"""
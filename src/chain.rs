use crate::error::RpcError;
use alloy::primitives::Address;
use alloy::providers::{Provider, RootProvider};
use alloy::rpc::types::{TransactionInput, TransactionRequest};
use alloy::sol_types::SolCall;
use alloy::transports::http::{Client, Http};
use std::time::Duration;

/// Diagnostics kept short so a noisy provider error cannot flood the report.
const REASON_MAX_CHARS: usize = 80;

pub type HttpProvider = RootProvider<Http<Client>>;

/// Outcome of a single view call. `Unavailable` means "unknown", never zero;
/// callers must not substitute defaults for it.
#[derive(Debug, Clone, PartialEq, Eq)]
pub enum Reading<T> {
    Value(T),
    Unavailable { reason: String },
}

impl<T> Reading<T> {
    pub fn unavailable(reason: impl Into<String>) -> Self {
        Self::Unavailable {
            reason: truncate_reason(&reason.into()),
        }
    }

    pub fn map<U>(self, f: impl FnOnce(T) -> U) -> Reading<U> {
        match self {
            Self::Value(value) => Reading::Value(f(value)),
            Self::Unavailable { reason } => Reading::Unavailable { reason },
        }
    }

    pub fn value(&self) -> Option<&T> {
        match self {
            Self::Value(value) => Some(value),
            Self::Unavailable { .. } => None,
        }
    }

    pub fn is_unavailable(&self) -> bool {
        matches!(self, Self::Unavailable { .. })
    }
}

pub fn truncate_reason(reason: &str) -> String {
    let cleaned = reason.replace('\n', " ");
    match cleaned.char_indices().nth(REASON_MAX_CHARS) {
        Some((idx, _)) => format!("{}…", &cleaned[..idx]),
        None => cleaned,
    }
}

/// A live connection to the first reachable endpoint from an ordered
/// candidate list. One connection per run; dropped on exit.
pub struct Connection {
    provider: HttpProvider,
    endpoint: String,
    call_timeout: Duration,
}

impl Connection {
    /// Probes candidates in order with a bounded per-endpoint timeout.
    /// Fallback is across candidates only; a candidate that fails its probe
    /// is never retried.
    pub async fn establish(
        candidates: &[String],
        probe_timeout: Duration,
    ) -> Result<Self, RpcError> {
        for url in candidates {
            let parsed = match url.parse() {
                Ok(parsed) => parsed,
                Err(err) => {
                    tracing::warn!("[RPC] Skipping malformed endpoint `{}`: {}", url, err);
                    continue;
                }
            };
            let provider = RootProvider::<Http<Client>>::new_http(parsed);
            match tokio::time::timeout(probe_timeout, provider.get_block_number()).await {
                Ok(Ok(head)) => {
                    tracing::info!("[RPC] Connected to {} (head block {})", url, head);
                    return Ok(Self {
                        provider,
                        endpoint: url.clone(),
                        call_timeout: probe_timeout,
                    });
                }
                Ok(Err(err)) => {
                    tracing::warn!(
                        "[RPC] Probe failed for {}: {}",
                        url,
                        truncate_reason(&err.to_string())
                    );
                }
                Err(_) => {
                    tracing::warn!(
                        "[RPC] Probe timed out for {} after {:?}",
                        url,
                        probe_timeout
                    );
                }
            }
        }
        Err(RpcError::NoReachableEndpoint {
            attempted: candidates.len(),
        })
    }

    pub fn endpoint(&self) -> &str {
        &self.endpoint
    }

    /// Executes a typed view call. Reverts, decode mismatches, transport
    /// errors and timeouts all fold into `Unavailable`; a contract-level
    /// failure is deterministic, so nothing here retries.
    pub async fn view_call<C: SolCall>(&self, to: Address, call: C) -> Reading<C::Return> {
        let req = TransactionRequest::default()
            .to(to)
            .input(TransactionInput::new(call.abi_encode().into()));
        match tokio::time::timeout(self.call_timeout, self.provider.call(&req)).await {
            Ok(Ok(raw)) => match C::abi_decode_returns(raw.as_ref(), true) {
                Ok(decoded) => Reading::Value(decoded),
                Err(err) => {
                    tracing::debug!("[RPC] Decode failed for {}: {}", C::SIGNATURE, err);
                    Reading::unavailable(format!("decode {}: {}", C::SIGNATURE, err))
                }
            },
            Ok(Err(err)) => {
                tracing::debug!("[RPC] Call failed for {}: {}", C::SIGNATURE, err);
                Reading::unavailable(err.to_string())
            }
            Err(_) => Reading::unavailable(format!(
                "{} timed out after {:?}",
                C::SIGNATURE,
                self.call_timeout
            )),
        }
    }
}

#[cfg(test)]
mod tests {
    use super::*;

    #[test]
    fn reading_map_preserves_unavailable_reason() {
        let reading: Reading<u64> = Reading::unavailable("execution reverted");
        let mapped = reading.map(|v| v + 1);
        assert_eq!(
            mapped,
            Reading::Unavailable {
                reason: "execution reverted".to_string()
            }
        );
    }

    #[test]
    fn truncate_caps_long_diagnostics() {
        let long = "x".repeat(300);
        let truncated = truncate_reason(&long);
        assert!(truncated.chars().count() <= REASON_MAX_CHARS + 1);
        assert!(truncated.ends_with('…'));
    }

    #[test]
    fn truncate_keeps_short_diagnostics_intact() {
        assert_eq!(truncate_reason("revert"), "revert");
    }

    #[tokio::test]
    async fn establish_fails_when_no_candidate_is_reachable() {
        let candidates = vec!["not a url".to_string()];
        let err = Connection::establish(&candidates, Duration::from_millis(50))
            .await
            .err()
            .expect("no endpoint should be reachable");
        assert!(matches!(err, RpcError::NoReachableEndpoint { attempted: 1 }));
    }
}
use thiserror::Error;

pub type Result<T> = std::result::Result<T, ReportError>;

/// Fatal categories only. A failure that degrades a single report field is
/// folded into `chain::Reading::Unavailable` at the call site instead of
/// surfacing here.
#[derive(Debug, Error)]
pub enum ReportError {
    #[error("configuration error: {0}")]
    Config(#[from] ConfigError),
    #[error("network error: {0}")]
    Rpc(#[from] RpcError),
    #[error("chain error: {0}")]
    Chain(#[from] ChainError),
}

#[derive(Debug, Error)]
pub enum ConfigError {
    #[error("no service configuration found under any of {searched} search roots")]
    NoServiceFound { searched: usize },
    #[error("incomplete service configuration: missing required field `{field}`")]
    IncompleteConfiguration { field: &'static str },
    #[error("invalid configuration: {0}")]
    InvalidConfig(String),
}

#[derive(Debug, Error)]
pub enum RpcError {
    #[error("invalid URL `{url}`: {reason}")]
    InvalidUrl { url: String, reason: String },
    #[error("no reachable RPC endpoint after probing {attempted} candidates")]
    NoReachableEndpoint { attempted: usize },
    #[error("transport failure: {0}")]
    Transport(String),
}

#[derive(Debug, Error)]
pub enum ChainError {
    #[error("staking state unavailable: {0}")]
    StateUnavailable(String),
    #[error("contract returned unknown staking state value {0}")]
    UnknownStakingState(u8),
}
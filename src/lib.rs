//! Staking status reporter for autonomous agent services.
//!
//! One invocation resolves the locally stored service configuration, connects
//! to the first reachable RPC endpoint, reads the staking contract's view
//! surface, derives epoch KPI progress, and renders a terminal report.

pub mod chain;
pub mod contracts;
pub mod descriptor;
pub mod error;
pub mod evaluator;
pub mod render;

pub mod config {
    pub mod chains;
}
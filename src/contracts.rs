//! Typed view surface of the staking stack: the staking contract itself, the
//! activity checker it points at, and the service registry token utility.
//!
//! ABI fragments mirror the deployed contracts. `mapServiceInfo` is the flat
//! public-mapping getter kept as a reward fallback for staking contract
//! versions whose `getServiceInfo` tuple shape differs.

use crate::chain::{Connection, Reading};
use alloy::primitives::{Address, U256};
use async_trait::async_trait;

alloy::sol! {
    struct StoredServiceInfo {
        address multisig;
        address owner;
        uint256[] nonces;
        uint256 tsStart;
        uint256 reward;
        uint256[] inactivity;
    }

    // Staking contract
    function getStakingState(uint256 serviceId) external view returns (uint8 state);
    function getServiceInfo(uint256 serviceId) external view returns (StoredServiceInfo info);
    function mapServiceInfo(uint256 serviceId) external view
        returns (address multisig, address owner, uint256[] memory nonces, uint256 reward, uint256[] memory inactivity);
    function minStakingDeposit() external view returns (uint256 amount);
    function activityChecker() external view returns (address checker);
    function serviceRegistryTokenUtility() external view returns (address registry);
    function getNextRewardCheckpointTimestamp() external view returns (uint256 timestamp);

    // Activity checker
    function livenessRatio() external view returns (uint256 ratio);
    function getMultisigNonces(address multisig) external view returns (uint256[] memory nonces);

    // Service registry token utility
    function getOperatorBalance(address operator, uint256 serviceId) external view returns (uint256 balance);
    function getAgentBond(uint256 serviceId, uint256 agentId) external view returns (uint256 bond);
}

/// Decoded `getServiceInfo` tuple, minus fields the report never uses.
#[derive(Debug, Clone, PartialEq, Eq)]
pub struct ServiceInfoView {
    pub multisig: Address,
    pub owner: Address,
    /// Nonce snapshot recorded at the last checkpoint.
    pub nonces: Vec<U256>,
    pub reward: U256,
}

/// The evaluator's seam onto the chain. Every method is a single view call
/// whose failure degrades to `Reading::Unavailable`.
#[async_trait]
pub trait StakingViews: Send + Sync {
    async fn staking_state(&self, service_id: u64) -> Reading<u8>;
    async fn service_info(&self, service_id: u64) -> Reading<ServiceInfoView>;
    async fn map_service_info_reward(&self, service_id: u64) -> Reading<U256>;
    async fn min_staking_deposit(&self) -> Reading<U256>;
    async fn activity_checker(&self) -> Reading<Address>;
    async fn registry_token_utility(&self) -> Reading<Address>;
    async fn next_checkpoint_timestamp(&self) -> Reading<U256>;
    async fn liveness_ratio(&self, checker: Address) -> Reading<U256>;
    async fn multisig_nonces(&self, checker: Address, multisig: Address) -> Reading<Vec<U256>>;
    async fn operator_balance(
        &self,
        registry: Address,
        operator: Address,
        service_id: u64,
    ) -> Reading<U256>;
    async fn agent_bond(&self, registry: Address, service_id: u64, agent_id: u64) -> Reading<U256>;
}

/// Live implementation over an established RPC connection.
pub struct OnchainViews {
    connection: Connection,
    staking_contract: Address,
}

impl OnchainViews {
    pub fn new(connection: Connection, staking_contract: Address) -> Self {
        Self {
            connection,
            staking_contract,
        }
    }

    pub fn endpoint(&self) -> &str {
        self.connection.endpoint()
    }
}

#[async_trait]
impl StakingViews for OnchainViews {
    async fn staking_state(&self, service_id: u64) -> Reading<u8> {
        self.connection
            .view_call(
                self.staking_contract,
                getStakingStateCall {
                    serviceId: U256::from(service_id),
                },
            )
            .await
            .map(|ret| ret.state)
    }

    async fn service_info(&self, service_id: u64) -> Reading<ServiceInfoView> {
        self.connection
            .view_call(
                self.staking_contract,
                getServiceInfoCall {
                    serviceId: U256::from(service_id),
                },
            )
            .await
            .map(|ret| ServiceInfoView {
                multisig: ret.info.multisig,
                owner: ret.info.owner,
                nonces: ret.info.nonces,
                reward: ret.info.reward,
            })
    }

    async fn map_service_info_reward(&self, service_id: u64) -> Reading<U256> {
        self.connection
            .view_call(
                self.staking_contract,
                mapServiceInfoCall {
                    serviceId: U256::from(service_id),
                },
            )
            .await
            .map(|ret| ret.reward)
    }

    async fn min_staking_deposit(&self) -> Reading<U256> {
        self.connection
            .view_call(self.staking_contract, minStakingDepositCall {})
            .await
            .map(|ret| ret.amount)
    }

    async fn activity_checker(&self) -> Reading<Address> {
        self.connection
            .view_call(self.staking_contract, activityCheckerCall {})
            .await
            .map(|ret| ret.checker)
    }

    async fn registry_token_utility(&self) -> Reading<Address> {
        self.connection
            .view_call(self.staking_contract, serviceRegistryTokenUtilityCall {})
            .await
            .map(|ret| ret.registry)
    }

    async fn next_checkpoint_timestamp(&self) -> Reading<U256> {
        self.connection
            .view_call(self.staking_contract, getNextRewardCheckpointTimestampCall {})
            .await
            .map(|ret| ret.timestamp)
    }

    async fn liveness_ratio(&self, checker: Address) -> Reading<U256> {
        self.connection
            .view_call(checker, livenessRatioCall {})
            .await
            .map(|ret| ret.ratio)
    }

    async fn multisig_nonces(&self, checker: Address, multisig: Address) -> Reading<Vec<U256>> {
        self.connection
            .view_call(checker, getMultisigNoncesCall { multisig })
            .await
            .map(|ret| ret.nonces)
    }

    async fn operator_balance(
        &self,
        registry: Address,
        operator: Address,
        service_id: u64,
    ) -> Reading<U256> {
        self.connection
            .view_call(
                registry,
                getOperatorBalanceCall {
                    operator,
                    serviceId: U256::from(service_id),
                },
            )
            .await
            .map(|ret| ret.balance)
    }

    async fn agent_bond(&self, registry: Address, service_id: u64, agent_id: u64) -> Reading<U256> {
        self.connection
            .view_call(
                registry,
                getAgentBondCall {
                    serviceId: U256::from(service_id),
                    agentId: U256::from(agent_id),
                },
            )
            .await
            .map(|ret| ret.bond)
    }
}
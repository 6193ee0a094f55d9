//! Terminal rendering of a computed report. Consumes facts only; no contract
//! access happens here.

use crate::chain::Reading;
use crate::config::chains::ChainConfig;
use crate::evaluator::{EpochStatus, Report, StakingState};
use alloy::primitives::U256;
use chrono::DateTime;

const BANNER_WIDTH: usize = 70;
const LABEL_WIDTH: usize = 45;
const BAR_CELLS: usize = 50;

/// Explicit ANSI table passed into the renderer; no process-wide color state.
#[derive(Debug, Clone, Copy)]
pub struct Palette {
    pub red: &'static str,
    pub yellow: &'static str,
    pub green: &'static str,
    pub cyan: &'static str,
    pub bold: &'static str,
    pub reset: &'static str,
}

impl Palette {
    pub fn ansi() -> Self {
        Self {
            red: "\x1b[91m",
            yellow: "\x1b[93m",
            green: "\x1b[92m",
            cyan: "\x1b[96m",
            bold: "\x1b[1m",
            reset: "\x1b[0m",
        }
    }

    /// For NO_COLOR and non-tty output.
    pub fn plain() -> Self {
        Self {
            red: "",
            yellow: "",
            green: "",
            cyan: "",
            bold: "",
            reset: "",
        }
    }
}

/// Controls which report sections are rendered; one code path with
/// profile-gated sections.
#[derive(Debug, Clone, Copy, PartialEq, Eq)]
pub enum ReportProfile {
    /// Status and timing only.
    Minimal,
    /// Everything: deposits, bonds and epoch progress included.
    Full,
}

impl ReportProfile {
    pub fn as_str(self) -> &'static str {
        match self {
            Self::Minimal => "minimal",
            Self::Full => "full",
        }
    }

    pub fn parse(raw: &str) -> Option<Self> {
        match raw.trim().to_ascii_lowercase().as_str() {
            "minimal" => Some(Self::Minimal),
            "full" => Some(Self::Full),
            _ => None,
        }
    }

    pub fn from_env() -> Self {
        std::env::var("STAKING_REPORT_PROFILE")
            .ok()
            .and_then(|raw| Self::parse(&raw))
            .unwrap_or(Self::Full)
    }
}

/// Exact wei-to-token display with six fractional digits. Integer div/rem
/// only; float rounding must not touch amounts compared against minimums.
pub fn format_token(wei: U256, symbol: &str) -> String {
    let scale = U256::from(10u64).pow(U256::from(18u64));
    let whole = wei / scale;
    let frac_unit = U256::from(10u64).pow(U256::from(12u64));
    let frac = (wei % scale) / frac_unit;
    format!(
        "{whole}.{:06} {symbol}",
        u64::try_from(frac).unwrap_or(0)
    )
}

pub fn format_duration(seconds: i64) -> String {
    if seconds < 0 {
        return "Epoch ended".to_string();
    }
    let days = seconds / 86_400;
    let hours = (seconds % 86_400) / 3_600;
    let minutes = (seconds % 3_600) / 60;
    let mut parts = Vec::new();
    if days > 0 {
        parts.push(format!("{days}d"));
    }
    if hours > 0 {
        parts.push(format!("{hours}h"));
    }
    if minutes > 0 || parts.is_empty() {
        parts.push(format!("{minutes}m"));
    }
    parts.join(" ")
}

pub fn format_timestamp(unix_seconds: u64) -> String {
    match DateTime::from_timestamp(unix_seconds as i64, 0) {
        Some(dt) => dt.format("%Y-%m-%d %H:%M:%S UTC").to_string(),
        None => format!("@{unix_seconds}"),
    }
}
"""
WHAT THE EXERCISE ASKS – Lines with the word "attempted" in them are the answer; report each one from the data.

SOLUTION TO THIS EXERCISE –
            attempted: candidates.len(),
        assert!(matches!(err, RpcError::NoReachableEndpoint { attempted: 1 }));
    #[error("no reachable RPC endpoint after probing {attempted} candidates")]
    NoReachableEndpoint { attempted: usize },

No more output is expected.